In the section titled “SQL ordered by Elapsed Time”, a notable surge in execution was apparent for SQL-ID 9zg9qd9bm4spu.
update user$ set spare6=DECODE(to_char(:2, 'YYYY-MM-DD'), '0000-00-00', to_date(NULL), :2) where user#=:1
This query has not been seen in the 12c database.
The “Segments by DB Blocks Changes” from AWR report indicates the highest DB Block Changes associated with the USER$ table.
So, what led to this????
The statistics presented above led us to identify the following Oracle Bug.
Bug 33121934 – Library cache lock / load lock / mutex x during connection storm due to update user$ (Doc ID 33121934.8)
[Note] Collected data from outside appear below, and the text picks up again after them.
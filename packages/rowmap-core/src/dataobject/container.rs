//! Native container capabilities for `Map`/`Set`/`List` values.

use std::any::{type_name, Any};
use std::collections::{BTreeMap, BTreeSet, HashMap, HashSet, VecDeque};
use std::hash::Hash;
use std::sync::Arc;

use crate::error::DataObjectError;
use crate::types::AnyValue;

type MapInsertFn =
    Arc<dyn Fn(&mut dyn Any, AnyValue, AnyValue) -> Result<(), DataObjectError> + Send + Sync>;
type MapEntriesFn =
    Arc<dyn Fn(&dyn Any) -> Result<Vec<(AnyValue, AnyValue)>, DataObjectError> + Send + Sync>;
type InsertFn = Arc<dyn Fn(&mut dyn Any, AnyValue) -> Result<(), DataObjectError> + Send + Sync>;
type ElementsFn = Arc<dyn Fn(&dyn Any) -> Result<Vec<AnyValue>, DataObjectError> + Send + Sync>;

/// A map type usable as a mapped field.
pub trait MapContainer: Any + Send + Clone + Default {
    type Key: Any + Send + Clone;
    type Value: Any + Send + Clone;

    fn put(&mut self, key: Self::Key, value: Self::Value);
    fn entries(&self) -> Vec<(Self::Key, Self::Value)>;
}

/// A set type usable as a mapped field.
pub trait SetContainer: Any + Send + Clone + Default {
    type Element: Any + Send + Clone;

    fn add(&mut self, element: Self::Element);
    fn elements(&self) -> Vec<Self::Element>;
}

/// An ordered sequence usable as a mapped field. Insertion order is preserved.
pub trait ListContainer: Any + Send + Clone + Default {
    type Element: Any + Send + Clone;

    fn push(&mut self, element: Self::Element);
    fn elements(&self) -> Vec<Self::Element>;
}

impl<K, V> MapContainer for HashMap<K, V>
where
    K: Any + Send + Clone + Eq + Hash,
    V: Any + Send + Clone,
{
    type Key = K;
    type Value = V;

    fn put(&mut self, key: K, value: V) {
        self.insert(key, value);
    }

    fn entries(&self) -> Vec<(K, V)> {
        self.iter().map(|(k, v)| (k.clone(), v.clone())).collect()
    }
}

impl<K, V> MapContainer for BTreeMap<K, V>
where
    K: Any + Send + Clone + Ord,
    V: Any + Send + Clone,
{
    type Key = K;
    type Value = V;

    fn put(&mut self, key: K, value: V) {
        self.insert(key, value);
    }

    fn entries(&self) -> Vec<(K, V)> {
        self.iter().map(|(k, v)| (k.clone(), v.clone())).collect()
    }
}

impl<E> SetContainer for HashSet<E>
where
    E: Any + Send + Clone + Eq + Hash,
{
    type Element = E;

    fn add(&mut self, element: E) {
        self.insert(element);
    }

    fn elements(&self) -> Vec<E> {
        self.iter().cloned().collect()
    }
}

impl<E> SetContainer for BTreeSet<E>
where
    E: Any + Send + Clone + Ord,
{
    type Element = E;

    fn add(&mut self, element: E) {
        self.insert(element);
    }

    fn elements(&self) -> Vec<E> {
        self.iter().cloned().collect()
    }
}

impl<E: Any + Send + Clone> ListContainer for Vec<E> {
    type Element = E;

    fn push(&mut self, element: E) {
        Vec::push(self, element);
    }

    fn elements(&self) -> Vec<E> {
        self.clone()
    }
}

impl<E: Any + Send + Clone> ListContainer for VecDeque<E> {
    type Element = E;

    fn push(&mut self, element: E) {
        self.push_back(element);
    }

    fn elements(&self) -> Vec<E> {
        self.iter().cloned().collect()
    }
}

fn downcast_value<T: Any>(value: AnyValue) -> Result<T, DataObjectError> {
    value
        .downcast::<T>()
        .map(|v| *v)
        .map_err(|_| DataObjectError::IncapableValue {
            expected: type_name::<T>(),
        })
}

fn downcast_container<T: Any>(container: &dyn Any) -> Result<&T, DataObjectError> {
    container
        .downcast_ref::<T>()
        .ok_or(DataObjectError::IncapableObject {
            expected: type_name::<T>(),
        })
}

fn downcast_container_mut<T: Any>(container: &mut dyn Any) -> Result<&mut T, DataObjectError> {
    container
        .downcast_mut::<T>()
        .ok_or(DataObjectError::IncapableObject {
            expected: type_name::<T>(),
        })
}

/// Type-erased insertion and enumeration of one container type.
#[derive(Clone)]
pub(crate) enum ContainerOps {
    Map {
        insert: MapInsertFn,
        entries: MapEntriesFn,
    },
    Set {
        insert: InsertFn,
        elements: ElementsFn,
    },
    List {
        insert: InsertFn,
        elements: ElementsFn,
    },
}

fn insert_entry_into<M: MapContainer>(
    container: &mut dyn Any,
    key: AnyValue,
    value: AnyValue,
) -> Result<(), DataObjectError> {
    let map = downcast_container_mut::<M>(container)?;
    map.put(downcast_value(key)?, downcast_value(value)?);
    Ok(())
}

fn add_element_to<S: SetContainer>(
    container: &mut dyn Any,
    element: AnyValue,
) -> Result<(), DataObjectError> {
    downcast_container_mut::<S>(container)?.add(downcast_value(element)?);
    Ok(())
}

fn push_element_to<L: ListContainer>(
    container: &mut dyn Any,
    element: AnyValue,
) -> Result<(), DataObjectError> {
    downcast_container_mut::<L>(container)?.push(downcast_value(element)?);
    Ok(())
}

impl ContainerOps {
    pub(crate) fn map<M: MapContainer>() -> Self {
        ContainerOps::Map {
            insert: Arc::new(insert_entry_into::<M>),
            entries: Arc::new(|container: &dyn Any| -> Result<_, DataObjectError> {
                let map = downcast_container::<M>(container)?;
                Ok(map
                    .entries()
                    .into_iter()
                    .map(|(k, v)| (Box::new(k) as AnyValue, Box::new(v) as AnyValue))
                    .collect())
            }),
        }
    }

    pub(crate) fn set<S: SetContainer>() -> Self {
        ContainerOps::Set {
            insert: Arc::new(add_element_to::<S>),
            elements: Arc::new(|container: &dyn Any| -> Result<_, DataObjectError> {
                Ok(downcast_container::<S>(container)?
                    .elements()
                    .into_iter()
                    .map(|e| Box::new(e) as AnyValue)
                    .collect())
            }),
        }
    }

    pub(crate) fn list<L: ListContainer>() -> Self {
        ContainerOps::List {
            insert: Arc::new(push_element_to::<L>),
            elements: Arc::new(|container: &dyn Any| -> Result<_, DataObjectError> {
                Ok(downcast_container::<L>(container)?
                    .elements()
                    .into_iter()
                    .map(|e| Box::new(e) as AnyValue)
                    .collect())
            }),
        }
    }

    pub(crate) fn insert_entry(
        &self,
        container: &mut dyn Any,
        key: AnyValue,
        value: AnyValue,
    ) -> Result<(), DataObjectError> {
        match self {
            ContainerOps::Map { insert, .. } => insert(container, key, value),
            ContainerOps::Set { .. } | ContainerOps::List { .. } => {
                Err(DataObjectError::IncapableObject { expected: "map" })
            }
        }
    }

    pub(crate) fn insert_element(
        &self,
        container: &mut dyn Any,
        element: AnyValue,
    ) -> Result<(), DataObjectError> {
        match self {
            ContainerOps::Set { insert, .. } | ContainerOps::List { insert, .. } => {
                insert(container, element)
            }
            ContainerOps::Map { .. } => Err(DataObjectError::IncapableObject {
                expected: "set or list",
            }),
        }
    }

    pub(crate) fn entries(
        &self,
        container: &dyn Any,
    ) -> Result<Vec<(AnyValue, AnyValue)>, DataObjectError> {
        match self {
            ContainerOps::Map { entries, .. } => entries(container),
            ContainerOps::Set { .. } | ContainerOps::List { .. } => {
                Err(DataObjectError::IncapableObject { expected: "map" })
            }
        }
    }

    pub(crate) fn elements(&self, container: &dyn Any) -> Result<Vec<AnyValue>, DataObjectError> {
        match self {
            ContainerOps::Set { elements, .. } | ContainerOps::List { elements, .. } => {
                elements(container)
            }
            ContainerOps::Map { .. } => Err(DataObjectError::IncapableObject {
                expected: "set or list",
            }),
        }
    }
}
User concurrent logins could experience disruptions as a result of the Last Successful Logon Time (LSLT) update:
If user concurrent logons experience delays during periods of high system load or in the midst of a logon storm while awaiting the Last Successful Logon Time (LSLT) update, it is possible that this issue has resurfaced.
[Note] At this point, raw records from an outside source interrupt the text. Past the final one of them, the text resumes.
//! Data sources: table-level pull, commit and removal of data objects.

mod data_source;
mod transaction;

pub use data_source::{DataSource, DataSourceBuilder};
pub use transaction::Transaction;
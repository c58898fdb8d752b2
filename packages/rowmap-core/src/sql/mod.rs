//! Executor abstraction and the in-memory executor.

mod manipulator;
pub mod memory;

pub use manipulator::{Connection, DatabaseManipulator, Predicate, RowCursor, TypeSupport};
pub use memory::{MemoryConnection, MemoryCursor, MemoryDatabase, MemoryManipulator};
During a connection storm you may see wait events like:
- library cache: mutex X
- library cache load lock
- library cache lock
- gc buffer busy acquire
All three pointers in the diagnostic section indicated that memory retrieval exclusively relied on the shared pool.
This had a substantial impact due to the high volume of logon activities and extensive hard parsing.
As a consequence, it led to the emergence of latch contention in the “shared pool”, “library cache: mutex X”eib and “library cache load lock”.
Solution Implemented
Our database version was at PSU 19.15. We applied the following patch to address the issue in the 19c release.
Bug 33121934 Library cache lock / load lock / mutex x during connection storm due to update user$
In order to minimize the frequency of update query executions, the following parameter has been configured to execute this update statement every 30 seconds: _granularity_last_successful_login_time=30.
This controls the granularity of LSLT update for _ALL_ users. Say, it is set to 30 seconds and then all users logons within that period of 30 seconds will NOT update the LSLT for that user.
We have made a decision to free up any remaining space for shared pool latches.
Requested application team to transform these HARD PARSES SQL’s to utilize bind variables.
Recognising the challenge of modifying every query that relies on literals, we’ve opted to take a calculated risk by configuring cursor_sharing=FORCE.
Here are the results following all the modifications:
The number of Hard Parses (SQL) per second has been nearly eliminated.
Significant decrease in the elapsed time for “connection management calls” and “parsing time elapsed”.
Previously, the figures were 142,363 and 31,244, respectively.
The available free memory in the shared pool approached nearly 10GB, with no increase due to dynamic allocations.
All issues have been successfully resolved, and the application is currently running flawlessly!!!!
these kind of writeups are very hard to get. thank you
Great info and great way of troubleshooting such complex issues with vital evidences. Thank you for sharing.
Nice information. Thanks for sharing the knowledge and experience.